An Iluminated Head for Blinky P.(the gun) (II), de Bernardí Roig

No es esta la nave del misterio cultural, ni mucho menos, pero lo cierto es que una visita nocturna al Museo Lázaro Galdiano de Madrid invoca a muchos fantasmas, empezando por el del dueño o el de la desaparecida haya centenaria plantada por el propio coleccionista, que Miguel Ángel Blanco recreó hace ya cinco años, en octubre de 2008. Su imagen nos recibe desde una ventana del Palacio de la calle Serrano 122. Luego, en el jardín, tres enigmáticas figuras de Bernardí Roig (Palma de Mallorca, 1965), que trazan un triángulo cargado de sugerencias, nos dan la bienvenida. Una, la primera, nos contempla desde casi la cima de un árbol, bajo una rama, como un ahorcado que atisba desde un oasis de paz, asustado e inquieto, el paisaje de una ciudad que no duerme nunca. Nos dicen que de día la imagen cambia, pero de noche es algo más que sobrecogedora y se impone al paisaje urbano; otra está oculta entre los arbustos, a pie de jardín (apenas vemos unas piernas blancas); y la tercera, en una esquina del edificio, se integra en él, obligándonos las tres a cambiar nuestra manera de contemplar el museo y la obra del propio artista, que se define desde la entrada misma como “un coleccionista de obsesiones”. Lo curioso es que los quince invitados a esta primera velada nocturna nos encontramos en un museo desierto, en el que conviven un collar o “ahogador” de perro de finales del XIX, hecho de oro y diamantes, con cuadros de El Bosco, El Greco, Goya, Rembrandt o Mengs, y piezas increíbles (12.000 nada menos) venidas de todos los confines del mundo gracias al afán de Lázaro Galdiano, fundador de una colección asombrosa. Y entre las salas del que fue su palacio se han instalado los hombres de blanco, los fantasmas de Roig, que, en esta ocasión no han sido agredidos ni han perdido trozos ni brazos como en la inauguración de ARCO. Tampoco faltan las pistas: el comisario de la muestra, José Jiménez, proclama en el panel de la entrada que Roig siempre ha tenido como referentes “la memoria y el deseo”, y que en realidad nos va a hablar, a través de todas las piezas reunidas, del deseo de “alcanzar la luz”, ya que “bucea en un depósito abigarrado de imágenes, del arte a la vida cotidiana”. Son tres plantas, cuatro en realidad, las que vamos a visitar, y no faltarán las sorpresas, ni por los fondos ni por la propuesta de Roig, que hay que ver desde distintas perspectivas.

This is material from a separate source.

//! Data models for the jokes backend.
//!
//! Field names follow the CouchDB document shape the front end already consumes.

mod joke;

pub use joke::*;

Prácticas de infidelidad (melancolía (II), 2012, de Bernardí Roig

Una advertencia: el curioso no puede acercarse demasiado a las esculturas pero las explicaciones son sustanciosas y nos hablan de una nueva forma de mirar y de reflexionar sobre el arte contemporáneo, gracias a esos fantasmas bajitos, gordos y desvestidos que miran sin mirar las miserias cotidianas. Tampoco pretenden dialogar con las colecciones existentes en el Lázaro Galdiano, porque, en realidad, nos encontramos con monólogos que juegan con el espacio y que, en muchos casos, son recreaciones de piezas inventadas para exposiciones de Bruselas o Nueva York. Vamos recorriendo el museo, y descubrimos de qué modo Bernardí Roig nos obliga a abrir espacios, sobre todo en el sótano-almacén de la revista Goya, mítica publicación que acoge, en el centro de su archivo, una figura muy parecida a la mutilada en la ARCO. También aquí el hombre de blanco, con los bracos a la espalda, saca la lengua e intenta, una vez más, chupar la luz. En la antigua entrada del museo se nos muestra uno de los moldes del artista, entre armaduras que jamás supieron de batallas y que tal vez añoren el aroma de las gestas de antaño. Vemos también, en otra sala, cómo dialoga uno de los fantasmas de Roig con el arte contemporáneo, con Sol Lewitt, por ejemplo, o el cubismo. En otra planta nos sorprende el mismo artista hecho fantasma: en una sala a oscuras, una enorme pantalla nos muestra a un Roig cegado que recorre el Museo en busca tal vez de la verdad... Sobre los hombros lleva un halógeno que ilumina sus pasos, mientras ve sin ver su obra en la más inmensa, absoluta soledad. La exposición termina con un panel que procede de su mismo estudio y en el que se multiplican imágenes actuales, fotografías de Thomas Bernhardt o la reina Isabel II, del Papa Ratzinger, toreros o Arnaldo Otegui, y que, al parecer, han alimentado su imaginación durante todos estos años. Tanto que al prestarlos se sintió desahuciado de sí mismo, o quizá, quién sabe, libre al fin.